Perversion of capitalism - flying South with US Air

A trip South to visit my daughter provided an opportunity to experience US Air’s new check-in procedures. In the name of efficiency, these have achieved a new low in customer service. Except at the First Class check in position there are, apparently, no check-in options, other than on-line. When I approached a designated economy class location, the passenger agent behind the counter interrupted her conversation with a neighbor to point to the adjacent electronic Kiosk and said in a somewhat sullen tone, ‘check in there,’ This was fine for IT literate passengers, but what about about the elderly, the IT illiterate or those without credit cards? Perhaps US Air management hoped they would choose another airline. More likely they had not considered this possibility or just didn’t care.

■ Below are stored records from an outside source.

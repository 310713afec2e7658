//! Service configuration, read from the environment.

use std::path::PathBuf;
use std::str::FromStr;
use std::time::Duration;

use secrecy::SecretString;

use crate::error::ConfigError;
use crate::intake::IntakeConfig;
use crate::llm::{LlmBackend, LlmConfig};
use crate::pipeline::ProcessorConfig;
use crate::providers::ProviderEndpoints;
use crate::worker::{RetryPolicy, WorkerConfig};

/// Everything `main` needs to assemble the service.
#[derive(Debug, Clone)]
pub struct AppConfig {
    pub port: u16,
    pub db_path: PathBuf,
    /// Daily-rotated log files are written here when set.
    pub log_dir: Option<PathBuf>,
    pub llm: LlmConfig,
    pub intake: IntakeConfig,
    pub worker: WorkerConfig,
    pub processor: ProcessorConfig,
    pub endpoints: ProviderEndpoints,
}

impl AppConfig {
    pub fn from_env() -> Result<Self, ConfigError> {
        Self::from_lookup(|key| std::env::var(key).ok())
    }

    /// Build from an arbitrary key lookup. Empty values count as unset.
    pub fn from_lookup(lookup: impl Fn(&str) -> Option<String>) -> Result<Self, ConfigError> {
        let get = |key: &str| lookup(key).filter(|v| !v.trim().is_empty());

        let api_key = get("AUTOREPLY_LLM_API_KEY")
            .or_else(|| get("GEMINI_KEY"))
            .ok_or_else(|| ConfigError::MissingEnvVar("AUTOREPLY_LLM_API_KEY".into()))?;

        let llm = LlmConfig {
            backend: parse_or(&get, "AUTOREPLY_LLM_BACKEND", LlmBackend::Gemini)?,
            api_key: SecretString::from(api_key),
            model: get("AUTOREPLY_LLM_MODEL").unwrap_or_else(|| "gemini-1.5-flash".to_string()),
        };

        let retry = RetryPolicy {
            max_attempts: parse_or(&get, "AUTOREPLY_MAX_ATTEMPTS", 5u32)?.max(1),
            base_backoff: secs(&get, "AUTOREPLY_BACKOFF_BASE_SECS", 5)?,
            max_backoff: secs(&get, "AUTOREPLY_BACKOFF_MAX_SECS", 600)?,
        };
        if retry.base_backoff > retry.max_backoff {
            return Err(ConfigError::InvalidValue {
                key: "AUTOREPLY_BACKOFF_BASE_SECS".into(),
                message: "must not exceed AUTOREPLY_BACKOFF_MAX_SECS".into(),
            });
        }

        let call_timeout = secs(&get, "AUTOREPLY_CALL_TIMEOUT_SECS", 20)?;

        let worker = WorkerConfig {
            concurrency: parse_or(&get, "AUTOREPLY_WORKERS", 4usize)?.max(1),
            lease: secs(&get, "AUTOREPLY_LEASE_SECS", 120)?,
            max_job_duration: secs(&get, "AUTOREPLY_MAX_JOB_SECS", 90)?,
            poll_interval: Duration::from_millis(parse_or(&get, "AUTOREPLY_POLL_INTERVAL_MS", 1000u64)?),
            store_timeout: call_timeout,
            retry,
        };
        if worker.lease <= worker.max_job_duration {
            tracing::warn!(
                lease_secs = worker.lease.as_secs(),
                max_job_secs = worker.max_job_duration.as_secs(),
                "AUTOREPLY_LEASE_SECS should exceed AUTOREPLY_MAX_JOB_SECS"
            );
        }

        let defaults = ProviderEndpoints::default();
        let endpoints = ProviderEndpoints {
            gmail_api_base: get("AUTOREPLY_GMAIL_API_BASE").unwrap_or(defaults.gmail_api_base),
            graph_api_base: get("AUTOREPLY_GRAPH_API_BASE").unwrap_or(defaults.graph_api_base),
        };

        Ok(Self {
            port: parse_or(&get, "AUTOREPLY_PORT", 3000u16)?,
            db_path: get("AUTOREPLY_DB_PATH")
                .map(PathBuf::from)
                .unwrap_or_else(|| PathBuf::from("./data/autoreply.db")),
            log_dir: get("AUTOREPLY_LOG_DIR").map(PathBuf::from),
            llm,
            intake: IntakeConfig {
                client_state: get("OUTLOOK_CLIENT_STATE"),
                admin_token: get("AUTOREPLY_ADMIN_TOKEN").map(SecretString::from),
                ..IntakeConfig::default()
            },
            worker,
            processor: ProcessorConfig { call_timeout },
            endpoints,
        })
    }

    /// Create the database and log directories if they are missing.
    pub fn prepare_dirs(&self) -> Result<(), ConfigError> {
        if let Some(parent) = self.db_path.parent().filter(|p| !p.as_os_str().is_empty()) {
            std::fs::create_dir_all(parent)?;
        }
        if let Some(dir) = &self.log_dir {
            std::fs::create_dir_all(dir)?;
        }
        Ok(())
    }
}

fn parse_or<T>(
    get: &impl Fn(&str) -> Option<String>,
    key: &str,
    default: T,
) -> Result<T, ConfigError>
where
    T: FromStr,
    T::Err: std::fmt::Display,
{
    match get(key) {
        None => Ok(default),
        Some(raw) => raw.trim().parse().map_err(|e: T::Err| ConfigError::InvalidValue {
            key: key.to_string(),
            message: format!("{raw:?}: {e}"),
        }),
    }
}

fn secs(
    get: &impl Fn(&str) -> Option<String>,
    key: &str,
    default: u64,
) -> Result<Duration, ConfigError> {
    parse_or(get, key, default).map(Duration::from_secs)
}

#[cfg(test)]
mod tests {
    use std::collections::HashMap;

    use secrecy::ExposeSecret;

    use super::*;

    fn config(vars: &[(&str, &str)]) -> Result<AppConfig, ConfigError> {
        let vars: HashMap<String, String> = vars
            .iter()
            .map(|(k, v)| (k.to_string(), v.to_string()))
            .collect();
        AppConfig::from_lookup(|key| vars.get(key).cloned())
    }

    #[test]
    fn defaults_apply_with_only_a_key() {
        let cfg = config(&[("AUTOREPLY_LLM_API_KEY", "k")]).unwrap();
        assert_eq!(cfg.port, 3000);
        assert_eq!(cfg.db_path, PathBuf::from("./data/autoreply.db"));
        assert_eq!(cfg.llm.backend, LlmBackend::Gemini);
        assert_eq!(cfg.llm.model, "gemini-1.5-flash");
        assert_eq!(cfg.worker.concurrency, 4);
        assert_eq!(cfg.worker.retry.max_attempts, 5);
        assert_eq!(cfg.worker.lease, Duration::from_secs(120));
        assert_eq!(cfg.processor.call_timeout, Duration::from_secs(20));
        assert_eq!(cfg.worker.store_timeout, Duration::from_secs(20));
        assert_eq!(cfg.intake.enqueue_timeout, Duration::from_millis(800));
        assert!(cfg.intake.admin_token.is_none());
        assert!(cfg.log_dir.is_none());
    }

    #[test]
    fn gemini_key_is_a_fallback() {
        let cfg = config(&[("GEMINI_KEY", "legacy")]).unwrap();
        assert_eq!(cfg.llm.api_key.expose_secret(), "legacy");

        let cfg = config(&[("GEMINI_KEY", "legacy"), ("AUTOREPLY_LLM_API_KEY", "new")]).unwrap();
        assert_eq!(cfg.llm.api_key.expose_secret(), "new");
    }

    #[test]
    fn missing_key_is_an_error() {
        let err = config(&[("AUTOREPLY_LLM_API_KEY", "  ")]).unwrap_err();
        assert!(matches!(err, ConfigError::MissingEnvVar(_)));
    }

    #[test]
    fn overrides_are_parsed() {
        let cfg = config(&[
            ("AUTOREPLY_LLM_API_KEY", "k"),
            ("AUTOREPLY_LLM_BACKEND", "anthropic"),
            ("AUTOREPLY_PORT", "8081"),
            ("AUTOREPLY_WORKERS", "0"),
            ("AUTOREPLY_POLL_INTERVAL_MS", "250"),
            ("OUTLOOK_CLIENT_STATE", "secret"),
            ("AUTOREPLY_ADMIN_TOKEN", "admin"),
            ("AUTOREPLY_GRAPH_API_BASE", "http://127.0.0.1:9000"),
        ])
        .unwrap();
        assert_eq!(cfg.llm.backend, LlmBackend::Anthropic);
        assert_eq!(cfg.port, 8081);
        assert_eq!(cfg.worker.concurrency, 1);
        assert_eq!(cfg.worker.poll_interval, Duration::from_millis(250));
        assert_eq!(cfg.intake.client_state.as_deref(), Some("secret"));
        assert!(cfg.intake.admin_token.is_some());
        assert_eq!(cfg.endpoints.graph_api_base, "http://127.0.0.1:9000");
        assert_eq!(cfg.endpoints.gmail_api_base, crate::providers::DEFAULT_GMAIL_API_BASE);
    }

    #[test]
    fn invalid_values_name_the_key() {
        let err = config(&[("AUTOREPLY_LLM_API_KEY", "k"), ("AUTOREPLY_PORT", "http")]).unwrap_err();
        assert!(err.to_string().contains("AUTOREPLY_PORT"));

        let err = config(&[("AUTOREPLY_LLM_API_KEY", "k"), ("AUTOREPLY_LLM_BACKEND", "llama")])
            .unwrap_err();
        assert!(matches!(err, ConfigError::InvalidValue { .. }));

        let err = config(&[
            ("AUTOREPLY_LLM_API_KEY", "k"),
            ("AUTOREPLY_BACKOFF_BASE_SECS", "700"),
        ])
        .unwrap_err();
        assert!(matches!(err, ConfigError::InvalidValue { .. }));
    }

    #[test]
    fn prepare_dirs_creates_missing_directories() {
        let tmp = tempfile::tempdir().unwrap();
        let mut cfg = config(&[("AUTOREPLY_LLM_API_KEY", "k")]).unwrap();
        cfg.db_path = tmp.path().join("data").join("autoreply.db");
        cfg.log_dir = Some(tmp.path().join("logs"));

        cfg.prepare_dirs().unwrap();

        assert!(tmp.path().join("data").is_dir());
        assert!(tmp.path().join("logs").is_dir());
    }

    #[test]
    fn prepare_dirs_reports_io_errors() {
        let tmp = tempfile::tempdir().unwrap();
        let blocker = tmp.path().join("not-a-dir");
        std::fs::write(&blocker, "x").unwrap();
        let mut cfg = config(&[("AUTOREPLY_LLM_API_KEY", "k")]).unwrap();
        cfg.log_dir = Some(blocker.join("logs"));
        cfg.db_path = tmp.path().join("autoreply.db");

        let err = cfg.prepare_dirs().unwrap_err();
        assert!(matches!(err, ConfigError::Io(_)));
    }
}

Personally, I don’t find a $15 charge for a checked bag to be more than a minor annoyance, though I wish US Air would simply increase the price of the ticket by $15. Other passengers disagree and react by being as sullen and put-out as the passenger agents and, at the end of a long day, the beleaguered cabin attendants. The predictable result is that passengers seek to have ever-larger bags pass as ‘hand baggage.’ Overhead compartments quickly fill and the aisle becomes congested with passengers looking for space or seeking to cart their ‘carry ons’ back to the entrance to be checked. This inefficient process evokes more hostile exchanges on both sides about the $15 checked baggage charge. Once the plane was loaded, the attendants are subjected to the further indignity of charging for amenities: $1.00 for bottled water, $2.00 for a soft drink, $5.00 for a snack box and $7.00 for a mixed drink. I passed on these as a matter of principle. No doubt the attendants were grateful when I and many others made this this choice.

As I left the plane, I found myself having flashbacks. It took a few minutes to place them. My US Air Flight had rekindled memories of times that I worked or visited in communist era East Germany and Hungary during the 1970s and 1980s. In that era virtually all ‘customer service’ persons were government employees. The ‘service’ provided was similar to that purveyed by US Air, indifferent at best, sullen and even hostile at worst.. At the time, it seemed paradoxical, a perversion of communist ideals that we came to accept. Employees of the ‘people’s government’ did not serve the people. Smugly, we could point to the superiority of our capitalist way of life. Now it appears that the results produced by unbridled capitalism (perhaps coupled, as under communism, with a incompetent, self-serving management cadre) can be equally perverse.